Türk üreticisi, sanatkârı ahlak sahibidir. Ahlakın kaynağı dindir. Sanatkâr-esnaf olarak yetişecek Türk genci, çıraklığa kabul edildiği gün, ezan okumasını öğrenir. Kalfalık imtihanını başardığı gün Kur’an-ı Kerim’i hıfzetmiş olur. Usta olduğu zaman da cemaatin önüne geçer, namaz kıldırır. Bunları gönüllü olarak yapar. Para-pul beklemez. Hangi ustanın çırakları, hangi caminin, hangi minarenin, hangi şerefesine daha önce tırmanmışsa, ezan okuma hakkı onundur. İçten okur. En güzel şekliyle okur. Hangi usta mihraba yakın oturmuşsa, tesadüfen veya bilerek; o, namaz kıldırır. Çırağı, kalfası ve ustası böyle bir ahlakla donanmışsa, onlar hileli mal yapmazlar. Kaliteli üretim yaparlar. Ürettikleri mallar her yerde aranır. Toplum, refaha erişir. Ahlak sayesinde, din sayesinde…’
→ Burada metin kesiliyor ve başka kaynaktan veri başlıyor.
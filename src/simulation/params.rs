//! Simulation and evolution parameters.
//!
//! Every constant of the game lives here with its documented default. A JSON
//! config file may override any subset of them; missing fields keep their
//! defaults.

use std::path::Path;

use serde::{Deserialize, Serialize};
use thiserror::Error;

/// Errors raised while loading or validating a configuration.
#[derive(Debug, Error)]
pub enum ConfigError {
    /// The config file could not be read or written.
    #[error("config io error: {0}")]
    Io(#[from] std::io::Error),
    /// The config file is not valid JSON for [`Config`].
    #[error("config parse error: {0}")]
    Parse(#[from] serde_json::Error),
    /// A value is outside of its valid range.
    #[error("invalid configuration: {0}")]
    Invalid(&'static str),
}

/// Simulation parameters that control a single episode.
#[derive(Debug, Clone, PartialEq, Serialize, Deserialize)]
#[serde(default)]
pub struct Params {
    /// Visible area width.
    pub window_width: f32,
    /// Visible area height.
    pub window_height: f32,
    /// Horizontal position of every bird (fixed for the whole episode).
    pub bird_start_x: f32,
    /// Initial vertical position of every bird.
    pub bird_start_y: f32,
    /// Gravity coefficient `a` in `d = v0*t + 0.5*a*t^2`.
    pub gravity: f32,
    /// Vertical velocity set by a jump (negative is upward).
    pub jump_velocity: f32,
    /// Maximum downward displacement per tick.
    pub terminal_velocity: f32,
    /// Extra upward displacement applied while rising.
    pub rise_boost: f32,
    /// Maximum upward tilt in degrees.
    pub max_tilt: f32,
    /// Tilt decrease per tick in degrees once the bird starts diving.
    pub tilt_velocity: f32,
    /// Lowest tilt in degrees.
    pub min_tilt: f32,
    /// Distance below the jump height the bird may fall while keeping its nose up.
    pub tilt_hold_distance: f32,
    /// Tilt at or below which the wings stop flapping.
    pub dive_tilt: f32,
    /// Ticks each wing pose is held.
    pub animation_ticks: u32,
    /// Vertical size of the opening between two pipes.
    pub pipe_gap: f32,
    /// Horizontal distance pipes and ground scroll per tick.
    pub pipe_velocity: f32,
    /// Horizontal position new pipes spawn at.
    pub pipe_spawn_x: f32,
    /// Lower bound (inclusive) for the gap height draw.
    pub gap_min: i32,
    /// Upper bound (exclusive) for the gap height draw.
    pub gap_max: i32,
    /// Vertical position of the ground line.
    pub ground_y: f32,
    /// The episode ends once the score exceeds this value.
    pub score_cap: u32,
    /// Fitness added to every bird alive at the start of a tick.
    pub survival_reward: f32,
    /// Fitness added to every surviving bird when a pipe is passed.
    pub pass_reward: f32,
    /// Fitness removed from a bird that hits a pipe.
    pub collision_penalty: f32,
    /// Policy output above which the bird jumps.
    pub jump_threshold: f32,
}

impl Default for Params {
    fn default() -> Self {
        Self {
            window_width: 500.0,
            window_height: 800.0,
            bird_start_x: 230.0,
            bird_start_y: 350.0,
            gravity: 3.0,
            jump_velocity: -10.5,
            terminal_velocity: 16.0,
            rise_boost: 2.0,
            max_tilt: 25.0,
            tilt_velocity: 20.0,
            min_tilt: -90.0,
            tilt_hold_distance: 50.0,
            dive_tilt: -80.0,
            animation_ticks: 5,
            pipe_gap: 200.0,
            pipe_velocity: 5.0,
            pipe_spawn_x: 600.0,
            gap_min: 50,
            gap_max: 450,
            ground_y: 730.0,
            score_cap: 50,
            survival_reward: 0.1,
            pass_reward: 5.0,
            collision_penalty: 1.0,
            jump_threshold: 0.5,
        }
    }
}

impl Params {
    /// Checks that the parameters describe a playable game.
    pub fn validate(&self) -> Result<(), ConfigError> {
        if self.window_width <= 0.0 || self.window_height <= 0.0 {
            return Err(ConfigError::Invalid("window size must be positive"));
        }
        if self.gap_min >= self.gap_max {
            return Err(ConfigError::Invalid("gap_min must be below gap_max"));
        }
        if self.pipe_gap <= 0.0 {
            return Err(ConfigError::Invalid("pipe_gap must be positive"));
        }
        if self.pipe_velocity <= 0.0 {
            return Err(ConfigError::Invalid("pipe_velocity must be positive"));
        }
        if self.jump_velocity >= 0.0 {
            return Err(ConfigError::Invalid("jump_velocity must point upward"));
        }
        if self.terminal_velocity <= 0.0 {
            return Err(ConfigError::Invalid("terminal_velocity must be positive"));
        }
        if self.animation_ticks == 0 {
            return Err(ConfigError::Invalid("animation_ticks must be non-zero"));
        }
        if self.pipe_spawn_x <= self.bird_start_x {
            return Err(ConfigError::Invalid(
                "pipe_spawn_x must be ahead of bird_start_x",
            ));
        }
        Ok(())
    }
}

/// Parameters of the reference evolver that trains the population.
#[derive(Debug, Clone, PartialEq, Serialize, Deserialize)]
#[serde(default)]
pub struct EvolutionParams {
    /// Number of genomes per generation.
    pub population_size: usize,
    /// Maximum number of generations to run.
    pub generations: u32,
    /// Training stops once the best genome reaches this fitness.
    pub fitness_threshold: f32,
    /// Width of the single hidden layer.
    pub hidden_size: usize,
    /// Range of the initial uniform weight draw.
    pub weight_scale: f32,
    /// Range of the uniform noise added on mutation.
    pub mutation_scale: f32,
    /// Number of best genomes copied unchanged into the next generation.
    pub elitism: usize,
    /// Fraction of the ranked population eligible as parents.
    pub survival_fraction: f32,
}

impl Default for EvolutionParams {
    fn default() -> Self {
        Self {
            population_size: 50,
            generations: 50,
            fitness_threshold: 100.0,
            hidden_size: 4,
            weight_scale: 1.0,
            mutation_scale: 0.2,
            elitism: 2,
            survival_fraction: 0.2,
        }
    }
}

impl EvolutionParams {
    /// Layer sizes of every brain: three observations in, one decision out.
    pub fn layer_sizes(&self) -> [usize; 3] {
        [3, self.hidden_size, 1]
    }

    /// Checks that the evolver can breed with these settings.
    pub fn validate(&self) -> Result<(), ConfigError> {
        if self.population_size == 0 {
            return Err(ConfigError::Invalid("population_size must be non-zero"));
        }
        if self.hidden_size == 0 {
            return Err(ConfigError::Invalid("hidden_size must be non-zero"));
        }
        if self.elitism > self.population_size {
            return Err(ConfigError::Invalid(
                "elitism cannot exceed population_size",
            ));
        }
        if !(self.survival_fraction > 0.0 && self.survival_fraction <= 1.0) {
            return Err(ConfigError::Invalid(
                "survival_fraction must be in (0, 1]",
            ));
        }
        if self.weight_scale <= 0.0 || self.mutation_scale < 0.0 {
            return Err(ConfigError::Invalid("weight scales must be positive"));
        }
        Ok(())
    }
}

/// Complete configuration: game constants plus evolver settings.
#[derive(Debug, Clone, Default, PartialEq, Serialize, Deserialize)]
#[serde(default)]
pub struct Config {
    /// Simulation constants.
    pub simulation: Params,
    /// Evolver settings.
    pub evolution: EvolutionParams,
}

impl Config {
    /// Validates both sections.
    pub fn validate(&self) -> Result<(), ConfigError> {
        self.simulation.validate()?;
        self.evolution.validate()
    }

    /// Loads and validates a configuration from a JSON file.
    pub fn load_from_file(path: impl AsRef<Path>) -> Result<Self, ConfigError> {
        let json = std::fs::read_to_string(path)?;
        let config: Self = serde_json::from_str(&json)?;
        config.validate()?;
        Ok(config)
    }

    /// Saves the configuration to a JSON file.
    pub fn save_to_file(&self, path: impl AsRef<Path>) -> Result<(), ConfigError> {
        let json = serde_json::to_string_pretty(self)?;
        std::fs::write(path, json)?;
        Ok(())
    }
}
‘Türk Birliği’ni görüyor ve ona candan-yürekten inanıyordu. İnancını şu sözlerle ifade ediyordu:  Nehirlerin akışı Türk birliği yönündedir: Dil birliği, fikir birliği, işbirliği!‘ İş birliğini de şöyle yorumluyordu:

İşbirliği, karşılıklı ticaret değildir. Onu, İsrail ile İran da yapıyor. Türk dünyasında işbirliği; Herhangi bir Türk Devleti’nin tesis yetersizliği sebebiyle işleyemediği hammaddesini, bir başka Türk Devleti’nde nihai mamul hâline getirip, gerek hammaddeyi üreten ve gerekse, işleyen ülkenin ihtiyacı karşılandıktan sonra dünyaya, piyasa değeri üzerinden satmak ve elde edilen dövizin bir kısmını cari harcamalar için kullanıp, geri kalan kısmını yeni yatırımlarda değerlendirmektir.’

* * *

İnsanlar, mezara konulduklarında değil, fikirleri unutulduğu, isimleri anılmaz olduğu zaman vefat etmiş olurlar.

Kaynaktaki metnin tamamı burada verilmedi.